ITO has been busy for the past 18 months building a high quality on-line model of the UK's transport system, and has been working with data providers and data standards to improve the source data.
We are contracted to provide on-line data quality improvement services to the UK Department for Transport (DfT), every local transport authority in the UK and Traveline. We perform a range of consistency checks on a daily basis, and are currently implementing a whole raft of new tests on the UK's scheduled transport data, including tests on stop naming (there are nearly 400,000 bus stops in the UK and their names should conform to consistent conventions - they don't!), tests that all stops are correctly allocated into a hierarchy of places, and on the transport schedules themselves it highlight potential problems (missing stops, incorrect date ranges, conflicting descriptions and physically impossible timings).
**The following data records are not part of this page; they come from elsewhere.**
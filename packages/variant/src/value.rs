//! The Variant type - the closed dynamic value.

use std::cmp::Ordering;
use std::collections::BTreeMap;
use std::fmt;
use std::ops::Deref;

use crate::object::ObjectRef;
use crate::types::VariantType;

/// An ordered mapping of variants to variants.
pub type VariantMap = BTreeMap<Variant, Variant>;

/// A positional pack of variants: call arguments, return values, signal payloads.
pub type VariantTuple = Vec<Variant>;

/// A dynamically-typed value that can cross the native/wire boundary.
///
/// The set of alternatives is closed. Containers hold the same sum type
/// recursively, so any nesting of vectors, tuples and maps is representable.
///
/// # Design Notes
///
/// - Equality and ordering are total: doubles compare with `total_cmp` and
///   object references compare by identity. This lets `Variant` key a `BTreeMap`.
/// - Integer widths are distinct alternatives. An `Int16` never equals an
///   `Int32` holding the same number.
/// - A `Vector` carries no element type. When it is empty the declared
///   `VariantType` is the only source of its shape.
#[derive(Clone, Debug)]
pub enum Variant {
    Int16(i16),
    UInt16(u16),
    Int32(i32),
    UInt32(u32),
    Int64(i64),
    UInt64(u64),
    Double(f64),
    Byte(u8),
    Bool(bool),
    String(String),
    /// A string with object address semantics.
    ObjectPath(ObjectPath),
    /// A string with type signature semantics.
    Signature(Signature),
    /// An opaque reference to an application object.
    Object(ObjectRef),
    /// Homogeneous sequence.
    Vector(Vec<Variant>),
    /// Heterogeneous fixed-length sequence.
    Tuple(VariantTuple),
    Map(VariantMap),
}

impl Variant {
    /// Short name of the stored alternative, for diagnostics.
    pub fn type_name(&self) -> &'static str {
        match self {
            Variant::Int16(_) => "int16",
            Variant::UInt16(_) => "uint16",
            Variant::Int32(_) => "int32",
            Variant::UInt32(_) => "uint32",
            Variant::Int64(_) => "int64",
            Variant::UInt64(_) => "uint64",
            Variant::Double(_) => "double",
            Variant::Byte(_) => "byte",
            Variant::Bool(_) => "bool",
            Variant::String(_) => "string",
            Variant::ObjectPath(_) => "object path",
            Variant::Signature(_) => "signature",
            Variant::Object(_) => "object",
            Variant::Vector(_) => "vector",
            Variant::Tuple(_) => "tuple",
            Variant::Map(_) => "map",
        }
    }

    /// Check that this value structurally matches a declared type.
    ///
    /// Every element of a vector, every field of a tuple and every key and
    /// value of a map must match recursively. Nothing matches the invalid type.
    pub fn matches(&self, ty: &VariantType) -> bool {
        match (self, ty) {
            (Variant::Int16(_), VariantType::Int16)
            | (Variant::UInt16(_), VariantType::UInt16)
            | (Variant::Int32(_), VariantType::Int32)
            | (Variant::UInt32(_), VariantType::UInt32)
            | (Variant::Int64(_), VariantType::Int64)
            | (Variant::UInt64(_), VariantType::UInt64)
            | (Variant::Double(_), VariantType::Double)
            | (Variant::Byte(_), VariantType::Byte)
            | (Variant::Bool(_), VariantType::Bool)
            | (Variant::String(_), VariantType::String)
            | (Variant::ObjectPath(_), VariantType::ObjectPath)
            | (Variant::Signature(_), VariantType::Signature)
            | (Variant::Object(_), VariantType::Object) => true,
            (Variant::Vector(items), VariantType::Vector(element)) => {
                element.is_valid() && items.iter().all(|item| item.matches(element))
            }
            (Variant::Tuple(items), VariantType::Tuple(types)) => {
                items.len() == types.len()
                    && items.iter().zip(types).all(|(item, ty)| item.matches(ty))
            }
            (Variant::Map(map), VariantType::Map(key, value)) => {
                key.is_valid()
                    && value.is_valid()
                    && map.iter().all(|(k, v)| k.matches(key) && v.matches(value))
            }
            _ => false,
        }
    }

    /// Borrow the string payload of `String`, `ObjectPath` or `Signature`.
    pub fn as_str(&self) -> Option<&str> {
        match self {
            Variant::String(s) => Some(s),
            Variant::ObjectPath(p) => Some(p),
            Variant::Signature(s) => Some(s),
            _ => None,
        }
    }

    /// Check if this value is a container.
    pub fn is_container(&self) -> bool {
        matches!(self, Variant::Vector(_) | Variant::Tuple(_) | Variant::Map(_))
    }

    fn rank(&self) -> u8 {
        match self {
            Variant::Int16(_) => 0,
            Variant::UInt16(_) => 1,
            Variant::Int32(_) => 2,
            Variant::UInt32(_) => 3,
            Variant::Int64(_) => 4,
            Variant::UInt64(_) => 5,
            Variant::Double(_) => 6,
            Variant::Byte(_) => 7,
            Variant::Bool(_) => 8,
            Variant::String(_) => 9,
            Variant::ObjectPath(_) => 10,
            Variant::Signature(_) => 11,
            Variant::Object(_) => 12,
            Variant::Vector(_) => 13,
            Variant::Tuple(_) => 14,
            Variant::Map(_) => 15,
        }
    }
}

impl Ord for Variant {
    fn cmp(&self, other: &Self) -> Ordering {
        match (self, other) {
            (Variant::Int16(a), Variant::Int16(b)) => a.cmp(b),
            (Variant::UInt16(a), Variant::UInt16(b)) => a.cmp(b),
            (Variant::Int32(a), Variant::Int32(b)) => a.cmp(b),
            (Variant::UInt32(a), Variant::UInt32(b)) => a.cmp(b),
            (Variant::Int64(a), Variant::Int64(b)) => a.cmp(b),
            (Variant::UInt64(a), Variant::UInt64(b)) => a.cmp(b),
            (Variant::Double(a), Variant::Double(b)) => a.total_cmp(b),
            (Variant::Byte(a), Variant::Byte(b)) => a.cmp(b),
            (Variant::Bool(a), Variant::Bool(b)) => a.cmp(b),
            (Variant::String(a), Variant::String(b)) => a.cmp(b),
            (Variant::ObjectPath(a), Variant::ObjectPath(b)) => a.cmp(b),
            (Variant::Signature(a), Variant::Signature(b)) => a.cmp(b),
            (Variant::Object(a), Variant::Object(b)) => a.cmp(b),
            (Variant::Vector(a), Variant::Vector(b)) | (Variant::Tuple(a), Variant::Tuple(b)) => {
                a.cmp(b)
            }
            (Variant::Map(a), Variant::Map(b)) => a.cmp(b),
            _ => self.rank().cmp(&other.rank()),
        }
    }
}

impl PartialOrd for Variant {
    fn partial_cmp(&self, other: &Self) -> Option<Ordering> {
        Some(self.cmp(other))
    }
}

impl PartialEq for Variant {
    fn eq(&self, other: &Self) -> bool {
        self.cmp(other) == Ordering::Equal
    }
}

impl Eq for Variant {}

macro_rules! string_subtype {
    ($(#[$meta:meta])* $name:ident) => {
        $(#[$meta])*
        #[derive(Clone, Debug, Default, PartialEq, Eq, PartialOrd, Ord, Hash)]
        pub struct $name(String);

        impl $name {
            pub fn new(s: impl Into<String>) -> Self {
                $name(s.into())
            }

            pub fn into_inner(self) -> String {
                self.0
            }
        }

        impl Deref for $name {
            type Target = str;

            fn deref(&self) -> &str {
                &self.0
            }
        }

        impl fmt::Display for $name {
            fn fmt(&self, f: &mut fmt::Formatter<'_>) -> fmt::Result {
                f.write_str(&self.0)
            }
        }

        impl From<&str> for $name {
            fn from(s: &str) -> Self {
                $name(s.to_string())
            }
        }

        impl From<String> for $name {
            fn from(s: String) -> Self {
                $name(s)
            }
        }
    };
}

string_subtype!(
    /// A string naming an object address.
    ObjectPath
);

string_subtype!(
    /// A string holding a type signature.
    Signature
);

// Conversion from common types

macro_rules! variant_from {
    ($($ty:ty => $alt:ident),* $(,)?) => {
        $(
            impl From<$ty> for Variant {
                fn from(v: $ty) -> Self {
                    Variant::$alt(v)
                }
            }
        )*
    };
}

variant_from!(
    i16 => Int16,
    u16 => UInt16,
    i32 => Int32,
    u32 => UInt32,
    i64 => Int64,
    u64 => UInt64,
    f64 => Double,
    u8 => Byte,
    bool => Bool,
    String => String,
    ObjectPath => ObjectPath,
    Signature => Signature,
    ObjectRef => Object,
    VariantMap => Map,
);

impl From<&str> for Variant {
    fn from(v: &str) -> Self {
        Variant::String(v.to_string())
    }
}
We use Navteq road data, actively contribute to OpenStreetMap project and are in a research partnership with Ordnance Survey Research Labs.
We have worked on a number of key CEN data standards for the exchange of public transport data, including IFOPT (for the exchange of transport interchange data), SIRI (for the exchange of real time scheduled transport data), and we are on a DfT working party to define a data standard for cycling related infrastructure.
If you think that all sounds like hard work, then you would be right, but we now have access to a transport model for the UK with nearly every road and scheduled transport service (bus, rail metro, tram and ferry), and we also have increasing coverage of cycling facilities and have good working relationships with nearly all the UK transport data providers.
We are now in a strong position to provide analysis services to transport authorities and government to guide policy decisions and implementation, and to support effective two-way communication between authorities and the general public on transport matters.